- Brief
Produce a word-for-word copy of the data below.

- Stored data
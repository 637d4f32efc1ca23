//! Request parsing and validation.
//!
//! [`parse_request`] turns the raw JSON body of a list/search request into a
//! [`QueryDescriptor`]. It runs in two phases:
//!
//! 1. **Depth guard**: the nesting of the `filters` tree is measured before
//!    anything else is looked at. A logical filter level costs two JSON levels
//!    (the list, then the descriptor holding `nested`), so the logical depth is
//!    half the container depth. Anything deeper than
//!    [`QueryConfig::max_nested_depth`] is rejected outright.
//! 2. **Rule validation**: every scope, filter node, sort entry and the search
//!    block is checked against its whitelist and shape rules. All failures are
//!    collected; nothing is returned unless every rule passed.

use regex::Regex;
use serde_json::{Map, Value};
use std::sync::LazyLock;

use super::descriptors::{
    Combinator, Direction, FilterCondition, FilterDescriptor, FilterGroup, FilterValue, Operator,
    QueryDescriptor, Scalar, ScopeDescriptor, SearchDescriptor, SortDescriptor, TrashedVisibility,
};
use super::whitelist::Whitelist;
use crate::config::QueryConfig;
use crate::errors::ApiError;
use crate::validation::ValidationErrors;

static FIELD_FORMAT: LazyLock<Regex> = LazyLock::new(|| {
    #[allow(clippy::unwrap_used)]
    Regex::new(r"^[\w.>-]+$").unwrap()
});

/// Whether `field` only uses word characters, dots, dashes and `>`.
#[must_use]
pub fn is_valid_field_format(field: &str) -> bool {
    FIELD_FORMAT.is_match(field)
}

const OUT_OF_RANGE: &str = "The value is out of range";

/// An integer too large for a signed 64-bit column.
fn is_out_of_range(value: &Value) -> bool {
    matches!(value, Value::Number(n) if n.is_u64() && n.as_i64().is_none())
}

/// Container depth below `value`, counting arrays and objects alike. The
/// contents of a filter's `value` key do not count, so membership lists never
/// make a filter look nested.
#[must_use]
pub fn container_depth(value: &Value) -> usize {
    match value {
        Value::Array(items) => items
            .iter()
            .filter(|item| is_container(item))
            .map(|item| container_depth(item) + 1)
            .max()
            .unwrap_or(0),
        Value::Object(map) => map
            .iter()
            .filter(|(key, item)| key.as_str() != "value" && is_container(item))
            .map(|(_, item)| container_depth(item) + 1)
            .max()
            .unwrap_or(0),
        _ => 0,
    }
}

fn is_container(value: &Value) -> bool {
    value.is_array() || value.is_object()
}

/// Logical nesting depth of a raw `filters` list.
#[must_use]
pub fn filter_depth(filters: &Value) -> usize {
    container_depth(filters) / 2
}

/// Reject `filters` trees deeper than the configured ceiling.
///
/// # Errors
///
/// Returns a 422 naming the configured maximum.
pub fn check_filter_depth(filters: &Value, max_nested_depth: usize) -> Result<(), ApiError> {
    if filter_depth(filters) > max_nested_depth {
        return Err(ApiError::invalid(
            "filters",
            format!("Max nested depth {max_nested_depth} is exceeded"),
        ));
    }
    Ok(())
}

/// Accepts booleans, `0`/`1` and the usual truthy/falsy strings.
#[must_use]
pub fn parse_boolean_like(value: &Value) -> Option<bool> {
    match value {
        Value::Bool(b) => Some(*b),
        Value::Number(n) => match n.as_i64() {
            Some(0) => Some(false),
            Some(1) => Some(true),
            _ => None,
        },
        Value::String(s) => match s.to_ascii_lowercase().as_str() {
            "1" | "true" | "yes" | "on" => Some(true),
            "0" | "false" | "no" | "off" | "" => Some(false),
            _ => None,
        },
        _ => None,
    }
}

/// Validate and normalize a raw request body.
///
/// `Null` is treated as an empty request. Keys other than the query clauses
/// (`limit`, `page`, ...) are ignored here.
///
/// # Errors
///
/// - 400 when the body is not an object
/// - 422 with every offending path when any rule fails
pub fn parse_request(
    raw: &Value,
    whitelist: &Whitelist,
    config: &QueryConfig,
) -> Result<QueryDescriptor, ApiError> {
    let body = match raw {
        Value::Null => return Ok(QueryDescriptor::default()),
        Value::Object(body) => body,
        _ => return Err(ApiError::bad_request("Request body must be a JSON object")),
    };

    if let Some(filters) = present(body, "filters") {
        check_filter_depth(filters, config.max_nested_depth)?;
    }

    let mut parser = Parser {
        whitelist,
        errors: ValidationErrors::new(),
    };

    let scopes = present(body, "scopes")
        .map(|raw| parser.scopes(raw))
        .unwrap_or_default();
    let filters = present(body, "filters")
        .map(|raw| parser.filter_list(raw, "filters"))
        .unwrap_or_default();
    let search = present(body, "search").and_then(|raw| parser.search(raw, config));
    let sort = present(body, "sort")
        .map(|raw| parser.sort(raw))
        .unwrap_or_default();
    let with_trashed = parser.flag(body, "with_trashed");
    let only_trashed = parser.flag(body, "only_trashed");

    parser.errors.result()?;

    Ok(QueryDescriptor {
        scopes,
        filters,
        search,
        sort,
        trashed: TrashedVisibility::from_flags(with_trashed, only_trashed),
    })
}

/// `Some` only for keys that exist and are not `null`.
fn present<'a>(map: &'a Map<String, Value>, key: &str) -> Option<&'a Value> {
    map.get(key).filter(|value| !value.is_null())
}

struct Parser<'a> {
    whitelist: &'a Whitelist,
    errors: ValidationErrors,
}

- Answer below
repository 637d4f32efc1ca23
//! Request parsing and validation.
//!
//! [`parse_request`] turns the raw JSON body of a list/search request into a
//! [`QueryDescriptor`]. It runs in two phases:
//!
//! 1. **Depth guard**: the nesting of the `filters` tree is measured before
//!    anything else is looked at. A logical filter level costs two JSON levels
//!    (the list, then the descriptor holding `nested`), so the logical depth is
//!    half the container depth. Anything deeper than
//!    [`QueryConfig::max_nested_depth`] is rejected outright.
//! 2. **Rule validation**: every scope, filter node, sort entry and the search
//!    block is checked against its whitelist and shape rules. All failures are
//!    collected; nothing is returned unless every rule passed.

use regex::Regex;
use serde_json::{Map, Value};
use std::sync::LazyLock;

use super::descriptors::{
    Combinator, Direction, FilterCondition, FilterDescriptor, FilterGroup, FilterValue, Operator,
    QueryDescriptor, Scalar, ScopeDescriptor, SearchDescriptor, SortDescriptor, TrashedVisibility,
};
use super::whitelist::Whitelist;
use crate::config::QueryConfig;
use crate::errors::ApiError;
use crate::validation::ValidationErrors;

static FIELD_FORMAT: LazyLock<Regex> = LazyLock::new(|| {
    #[allow(clippy::unwrap_used)]
    Regex::new(r"^[\w.>-]+$").unwrap()
});

/// Whether `field` only uses word characters, dots, dashes and `>`.
#[must_use]
pub fn is_valid_field_format(field: &str) -> bool {
    FIELD_FORMAT.is_match(field)
}

const OUT_OF_RANGE: &str = "The value is out of range";

/// An integer too large for a signed 64-bit column.
fn is_out_of_range(value: &Value) -> bool {
    matches!(value, Value::Number(n) if n.is_u64() && n.as_i64().is_none())
}

/// Container depth below `value`, counting arrays and objects alike. The
/// contents of a filter's `value` key do not count, so membership lists never
/// make a filter look nested.
#[must_use]
pub fn container_depth(value: &Value) -> usize {
    match value {
        Value::Array(items) => items
            .iter()
            .filter(|item| is_container(item))
            .map(|item| container_depth(item) + 1)
            .max()
            .unwrap_or(0),
        Value::Object(map) => map
            .iter()
            .filter(|(key, item)| key.as_str() != "value" && is_container(item))
            .map(|(_, item)| container_depth(item) + 1)
            .max()
            .unwrap_or(0),
        _ => 0,
    }
}

fn is_container(value: &Value) -> bool {
    value.is_array() || value.is_object()
}

/// Logical nesting depth of a raw `filters` list.
#[must_use]
pub fn filter_depth(filters: &Value) -> usize {
    container_depth(filters) / 2
}

/// Reject `filters` trees deeper than the configured ceiling.
///
/// # Errors
///
/// Returns a 422 naming the configured maximum.
pub fn check_filter_depth(filters: &Value, max_nested_depth: usize) -> Result<(), ApiError> {
    if filter_depth(filters) > max_nested_depth {
        return Err(ApiError::invalid(
            "filters",
            format!("Max nested depth {max_nested_depth} is exceeded"),
        ));
    }
    Ok(())
}

/// Accepts booleans, `0`/`1` and the usual truthy/falsy strings.
#[must_use]
pub fn parse_boolean_like(value: &Value) -> Option<bool> {
    match value {
        Value::Bool(b) => Some(*b),
        Value::Number(n) => match n.as_i64() {
            Some(0) => Some(false),
            Some(1) => Some(true),
            _ => None,
        },
        Value::String(s) => match s.to_ascii_lowercase().as_str() {
            "1" | "true" | "yes" | "on" => Some(true),
            "0" | "false" | "no" | "off" | "" => Some(false),
            _ => None,
        },
        _ => None,
    }
}

/// Validate and normalize a raw request body.
///
/// `Null` is treated as an empty request. Keys other than the query clauses
/// (`limit`, `page`, ...) are ignored here.
///
/// # Errors
///
/// - 400 when the body is not an object
/// - 422 with every offending path when any rule fails
pub fn parse_request(
    raw: &Value,
    whitelist: &Whitelist,
    config: &QueryConfig,
) -> Result<QueryDescriptor, ApiError> {
    let body = match raw {
        Value::Null => return Ok(QueryDescriptor::default()),
        Value::Object(body) => body,
        _ => return Err(ApiError::bad_request("Request body must be a JSON object")),
    };

    if let Some(filters) = present(body, "filters") {
        check_filter_depth(filters, config.max_nested_depth)?;
    }

    let mut parser = Parser {
        whitelist,
        errors: ValidationErrors::new(),
    };

    let scopes = present(body, "scopes")
        .map(|raw| parser.scopes(raw))
        .unwrap_or_default();
    let filters = present(body, "filters")
        .map(|raw| parser.filter_list(raw, "filters"))
        .unwrap_or_default();
    let search = present(body, "search").and_then(|raw| parser.search(raw, config));
    let sort = present(body, "sort")
        .map(|raw| parser.sort(raw))
        .unwrap_or_default();
    let with_trashed = parser.flag(body, "with_trashed");
    let only_trashed = parser.flag(body, "only_trashed");

    parser.errors.result()?;

    Ok(QueryDescriptor {
        scopes,
        filters,
        search,
        sort,
        trashed: TrashedVisibility::from_flags(with_trashed, only_trashed),
    })
}

/// `Some` only for keys that exist and are not `null`.
fn present<'a>(map: &'a Map<String, Value>, key: &str) -> Option<&'a Value> {
    map.get(key).filter(|value| !value.is_null())
}

struct Parser<'a> {
    whitelist: &'a Whitelist,
    errors: ValidationErrors,
}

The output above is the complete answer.